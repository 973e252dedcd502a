//! Version Store
//!
//! The single writer of version records. Records are kept in memory, grouped
//! by series, and optionally mirrored to an append-only [`Journal`]. A record
//! is written to the journal before it becomes visible, so a failed append
//! leaves both the file and the readable state unchanged.
//!
//! Writers queue on one mutex that also owns the journal. Readers only take
//! the series lock, which a writer holds just long enough to publish a
//! commit, never across disk I/O.

use std::collections::HashMap;
use std::path::{Path, PathBuf};
use std::sync::atomic::{AtomicU64, Ordering};
use std::sync::Arc;

use parking_lot::{Mutex, RwLock};
use tracing::{debug, warn};

use crate::clock::{Clock, SystemClock};
use crate::config::StoreConfig;
use crate::conflict::Precondition;
use crate::error::{Result, StoreError};
use crate::journal::Journal;
use crate::record::{SeriesKey, UserId, VersionRecord};
use crate::value::{FieldValue, Lane};

type SeriesId = (SeriesKey, Lane);

// ============================================================================
// Internal state
// ============================================================================

/// Published series, each in append order
#[derive(Default)]
struct SeriesMap {
    series: HashMap<SeriesId, Vec<VersionRecord>>,
}

impl SeriesMap {
    fn records(&self, key: &SeriesKey, lane: Lane) -> &[VersionRecord] {
        self.series
            .get(&(key.clone(), lane))
            .map(Vec::as_slice)
            .unwrap_or(&[])
    }

    fn insert(&mut self, record: VersionRecord) {
        self.series
            .entry((record.key.clone(), record.lane()))
            .or_default()
            .push(record);
    }
}

/// State only a committing writer touches
struct Writer {
    next_seq: u64,
    journal: Option<Journal>,
}

// ============================================================================
// Version Store
// ============================================================================

/// Append-only store of versioned field values
///
/// Thread-safe: readers share an `RwLock`, writers are serialized by a `Mutex`
pub struct VersionStore {
    series: RwLock<SeriesMap>,
    writer: Mutex<Writer>,
    total_records: AtomicU64,
    journal_path: Option<PathBuf>,
    clock: Arc<dyn Clock>,
}

impl VersionStore {
    /// A store with no journal; everything is lost when it is dropped
    pub fn in_memory() -> Self {
        Self {
            series: RwLock::new(SeriesMap::default()),
            writer: Mutex::new(Writer {
                next_seq: 1,
                journal: None,
            }),
            total_records: AtomicU64::new(0),
            journal_path: None,
            clock: Arc::new(SystemClock),
        }
    }

    /// Open a journal-backed store, replaying every committed version
    pub fn open(path: impl AsRef<Path>, sync_on_append: bool) -> Result<Self> {
        let (journal, records) = Journal::open(path, sync_on_append)?;

        let mut series = SeriesMap::default();
        let next_seq = records.last().map_or(1, |r| r.seq + 1);
        let total = records.len() as u64;
        for record in records {
            series.insert(record);
        }

        Ok(Self {
            series: RwLock::new(series),
            journal_path: Some(journal.path().to_path_buf()),
            writer: Mutex::new(Writer {
                next_seq,
                journal: Some(journal),
            }),
            total_records: AtomicU64::new(total),
            clock: Arc::new(SystemClock),
        })
    }

    /// Build a store as described by configuration
    pub fn from_config(config: &StoreConfig) -> Result<Self> {
        match config.journal_path() {
            Some(path) => Self::open(path, config.store.sync_on_append),
            None => Ok(Self::in_memory()),
        }
    }

    /// Replace the clock used to stamp appended records
    pub fn with_clock(mut self, clock: Arc<dyn Clock>) -> Self {
        self.clock = clock;
        self
    }

    pub fn journal_path(&self) -> Option<&Path> {
        self.journal_path.as_deref()
    }

    /// Total number of records across all series
    pub fn len(&self) -> usize {
        self.total_records.load(Ordering::Relaxed) as usize
    }

    pub fn is_empty(&self) -> bool {
        self.len() == 0
    }

    /// All series keys present in the store, sorted
    pub fn keys(&self) -> Vec<(SeriesKey, Lane)> {
        let mut keys: Vec<_> = self.series.read().series.keys().cloned().collect();
        keys.sort();
        keys
    }

    /// Append a new version of a field. Always succeeds unless storage fails;
    /// concurrent edits are overwritten silently (last write wins).
    pub fn append(
        &self,
        key: &SeriesKey,
        value: FieldValue,
        actor: Option<UserId>,
    ) -> Result<VersionRecord> {
        let records = self.commit(vec![(key.clone(), value)], actor, None)?;
        single(records)
    }

    /// Append several versions as one atomic unit, sharing one timestamp
    pub fn append_batch(
        &self,
        writes: Vec<(SeriesKey, FieldValue)>,
        actor: Option<UserId>,
    ) -> Result<Vec<VersionRecord>> {
        self.commit(writes, actor, None)
    }

    /// Compare-and-append: `precondition` is checked while this writer holds
    /// the writer lock, so no other append can land between check and write.
    /// The first writer to commit wins; the rest get a conflict.
    pub fn append_guarded(
        &self,
        key: &SeriesKey,
        value: FieldValue,
        actor: Option<UserId>,
        precondition: Precondition,
    ) -> Result<VersionRecord> {
        let records = self.commit(vec![(key.clone(), value)], actor, Some(precondition))?;
        single(records)
    }

    /// Run `f` over one series, in append order, under the read lock
    pub(crate) fn read_series<R>(
        &self,
        key: &SeriesKey,
        lane: Lane,
        f: impl FnOnce(&[VersionRecord]) -> R,
    ) -> R {
        let series = self.series.read();
        f(series.records(key, lane))
    }

    fn commit(
        &self,
        writes: Vec<(SeriesKey, FieldValue)>,
        actor: Option<UserId>,
        precondition: Option<Precondition>,
    ) -> Result<Vec<VersionRecord>> {
        let mut writer = self.writer.lock();

        // Only writers change the series map, and they all hold `writer`,
        // so what is read here stays current until the publish below.
        let records = {
            let series = self.series.read();

            if let (Some(precondition), Some((key, value))) = (precondition, writes.first()) {
                precondition.enforce(key, series.records(key, value.lane()))?;
            }

            let timestamp = self.clock.now();
            let mut pending: HashMap<SeriesId, u64> = HashMap::new();
            let mut records = Vec::with_capacity(writes.len());

            for (offset, (key, value)) in writes.into_iter().enumerate() {
                let lane = value.lane();
                let existing = series.records(&key, lane);
                if let Some(last) = existing.last() {
                    if timestamp <= last.timestamp {
                        warn!(
                            series = %key,
                            previous = %last.timestamp,
                            assigned = %timestamp,
                            "clock did not advance; ordering falls back to append sequence"
                        );
                    }
                }

                let already = pending.entry((key.clone(), lane)).or_insert(0);
                *already += 1;
                let version = existing.len() as u64 + *already;

                records.push(VersionRecord {
                    key,
                    value,
                    timestamp,
                    seq: writer.next_seq + offset as u64,
                    version,
                    created_by: actor,
                });
            }
            records
        };

        if let Some(journal) = writer.journal.as_mut() {
            journal.append(&records)?;
        }
        writer.next_seq += records.len() as u64;

        let mut series = self.series.write();
        for record in &records {
            debug!(series = %record.key, version = record.version, seq = record.seq, "appended");
            series.insert(record.clone());
        }
        self.total_records
            .fetch_add(records.len() as u64, Ordering::Relaxed);

        Ok(records)
    }
}

fn single(mut records: Vec<VersionRecord>) -> Result<VersionRecord> {
    records
        .pop()
        .ok_or_else(|| StoreError::Storage("append produced no record".to_string()))
}

impl Default for VersionStore {
    fn default() -> Self {
        Self::in_memory()
    }
}

impl std::fmt::Debug for VersionStore {
    fn fmt(&self, f: &mut std::fmt::Formatter<'_>) -> std::fmt::Result {
        f.debug_struct("VersionStore")
            .field("records", &self.len())
            .field("journal", &self.journal_path)
            .finish()
    }
}

// ============================================================================
// Tests
// ============================================================================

■ **Exercise**: Copy out the whole listing exactly.

■ **Written response**:
repository 973e252dedcd502a
//! Version Store
//!
//! The single writer of version records. Records are kept in memory, grouped
//! by series, and optionally mirrored to an append-only [`Journal`]. A record
//! is written to the journal before it becomes visible, so a failed append
//! leaves both the file and the readable state unchanged.
//!
//! Writers queue on one mutex that also owns the journal. Readers only take
//! the series lock, which a writer holds just long enough to publish a
//! commit, never across disk I/O.

use std::collections::HashMap;
use std::path::{Path, PathBuf};
use std::sync::atomic::{AtomicU64, Ordering};
use std::sync::Arc;

use parking_lot::{Mutex, RwLock};
use tracing::{debug, warn};

use crate::clock::{Clock, SystemClock};
use crate::config::StoreConfig;
use crate::conflict::Precondition;
use crate::error::{Result, StoreError};
use crate::journal::Journal;
use crate::record::{SeriesKey, UserId, VersionRecord};
use crate::value::{FieldValue, Lane};

type SeriesId = (SeriesKey, Lane);

// ============================================================================
// Internal state
// ============================================================================

/// Published series, each in append order
#[derive(Default)]
struct SeriesMap {
    series: HashMap<SeriesId, Vec<VersionRecord>>,
}

impl SeriesMap {
    fn records(&self, key: &SeriesKey, lane: Lane) -> &[VersionRecord] {
        self.series
            .get(&(key.clone(), lane))
            .map(Vec::as_slice)
            .unwrap_or(&[])
    }

    fn insert(&mut self, record: VersionRecord) {
        self.series
            .entry((record.key.clone(), record.lane()))
            .or_default()
            .push(record);
    }
}

/// State only a committing writer touches
struct Writer {
    next_seq: u64,
    journal: Option<Journal>,
}

// ============================================================================
// Version Store
// ============================================================================

/// Append-only store of versioned field values
///
/// Thread-safe: readers share an `RwLock`, writers are serialized by a `Mutex`
pub struct VersionStore {
    series: RwLock<SeriesMap>,
    writer: Mutex<Writer>,
    total_records: AtomicU64,
    journal_path: Option<PathBuf>,
    clock: Arc<dyn Clock>,
}

impl VersionStore {
    /// A store with no journal; everything is lost when it is dropped
    pub fn in_memory() -> Self {
        Self {
            series: RwLock::new(SeriesMap::default()),
            writer: Mutex::new(Writer {
                next_seq: 1,
                journal: None,
            }),
            total_records: AtomicU64::new(0),
            journal_path: None,
            clock: Arc::new(SystemClock),
        }
    }

    /// Open a journal-backed store, replaying every committed version
    pub fn open(path: impl AsRef<Path>, sync_on_append: bool) -> Result<Self> {
        let (journal, records) = Journal::open(path, sync_on_append)?;

        let mut series = SeriesMap::default();
        let next_seq = records.last().map_or(1, |r| r.seq + 1);
        let total = records.len() as u64;
        for record in records {
            series.insert(record);
        }

        Ok(Self {
            series: RwLock::new(series),
            journal_path: Some(journal.path().to_path_buf()),
            writer: Mutex::new(Writer {
                next_seq,
                journal: Some(journal),
            }),
            total_records: AtomicU64::new(total),
            clock: Arc::new(SystemClock),
        })
    }

    /// Build a store as described by configuration
    pub fn from_config(config: &StoreConfig) -> Result<Self> {
        match config.journal_path() {
            Some(path) => Self::open(path, config.store.sync_on_append),
            None => Ok(Self::in_memory()),
        }
    }

    /// Replace the clock used to stamp appended records
    pub fn with_clock(mut self, clock: Arc<dyn Clock>) -> Self {
        self.clock = clock;
        self
    }

    pub fn journal_path(&self) -> Option<&Path> {
        self.journal_path.as_deref()
    }

    /// Total number of records across all series
    pub fn len(&self) -> usize {
        self.total_records.load(Ordering::Relaxed) as usize
    }

    pub fn is_empty(&self) -> bool {
        self.len() == 0
    }

    /// All series keys present in the store, sorted
    pub fn keys(&self) -> Vec<(SeriesKey, Lane)> {
        let mut keys: Vec<_> = self.series.read().series.keys().cloned().collect();
        keys.sort();
        keys
    }

    /// Append a new version of a field. Always succeeds unless storage fails;
    /// concurrent edits are overwritten silently (last write wins).
    pub fn append(
        &self,
        key: &SeriesKey,
        value: FieldValue,
        actor: Option<UserId>,
    ) -> Result<VersionRecord> {
        let records = self.commit(vec![(key.clone(), value)], actor, None)?;
        single(records)
    }

    /// Append several versions as one atomic unit, sharing one timestamp
    pub fn append_batch(
        &self,
        writes: Vec<(SeriesKey, FieldValue)>,
        actor: Option<UserId>,
    ) -> Result<Vec<VersionRecord>> {
        self.commit(writes, actor, None)
    }

    /// Compare-and-append: `precondition` is checked while this writer holds
    /// the writer lock, so no other append can land between check and write.
    /// The first writer to commit wins; the rest get a conflict.
    pub fn append_guarded(
        &self,
        key: &SeriesKey,
        value: FieldValue,
        actor: Option<UserId>,
        precondition: Precondition,
    ) -> Result<VersionRecord> {
        let records = self.commit(vec![(key.clone(), value)], actor, Some(precondition))?;
        single(records)
    }

    /// Run `f` over one series, in append order, under the read lock
    pub(crate) fn read_series<R>(
        &self,
        key: &SeriesKey,
        lane: Lane,
        f: impl FnOnce(&[VersionRecord]) -> R,
    ) -> R {
        let series = self.series.read();
        f(series.records(key, lane))
    }

    fn commit(
        &self,
        writes: Vec<(SeriesKey, FieldValue)>,
        actor: Option<UserId>,
        precondition: Option<Precondition>,
    ) -> Result<Vec<VersionRecord>> {
        let mut writer = self.writer.lock();

        // Only writers change the series map, and they all hold `writer`,
        // so what is read here stays current until the publish below.
        let records = {
            let series = self.series.read();

            if let (Some(precondition), Some((key, value))) = (precondition, writes.first()) {
                precondition.enforce(key, series.records(key, value.lane()))?;
            }

            let timestamp = self.clock.now();
            let mut pending: HashMap<SeriesId, u64> = HashMap::new();
            let mut records = Vec::with_capacity(writes.len());

            for (offset, (key, value)) in writes.into_iter().enumerate() {
                let lane = value.lane();
                let existing = series.records(&key, lane);
                if let Some(last) = existing.last() {
                    if timestamp <= last.timestamp {
                        warn!(
                            series = %key,
                            previous = %last.timestamp,
                            assigned = %timestamp,
                            "clock did not advance; ordering falls back to append sequence"
                        );
                    }
                }

                let already = pending.entry((key.clone(), lane)).or_insert(0);
                *already += 1;
                let version = existing.len() as u64 + *already;

                records.push(VersionRecord {
                    key,
                    value,
                    timestamp,
                    seq: writer.next_seq + offset as u64,
                    version,
                    created_by: actor,
                });
            }
            records
        };

        if let Some(journal) = writer.journal.as_mut() {
            journal.append(&records)?;
        }
        writer.next_seq += records.len() as u64;

        let mut series = self.series.write();
        for record in &records {
            debug!(series = %record.key, version = record.version, seq = record.seq, "appended");
            series.insert(record.clone());
        }
        self.total_records
            .fetch_add(records.len() as u64, Ordering::Relaxed);

        Ok(records)
    }
}

fn single(mut records: Vec<VersionRecord>) -> Result<VersionRecord> {
    records
        .pop()
        .ok_or_else(|| StoreError::Storage("append produced no record".to_string()))
}

impl Default for VersionStore {
    fn default() -> Self {
        Self::in_memory()
    }
}

impl std::fmt::Debug for VersionStore {
    fn fmt(&self, f: &mut std::fmt::Formatter<'_>) -> std::fmt::Result {
        f.debug_struct("VersionStore")
            .field("records", &self.len())
            .field("journal", &self.journal_path)
            .finish()
    }
}

// ============================================================================
// Tests
// ============================================================================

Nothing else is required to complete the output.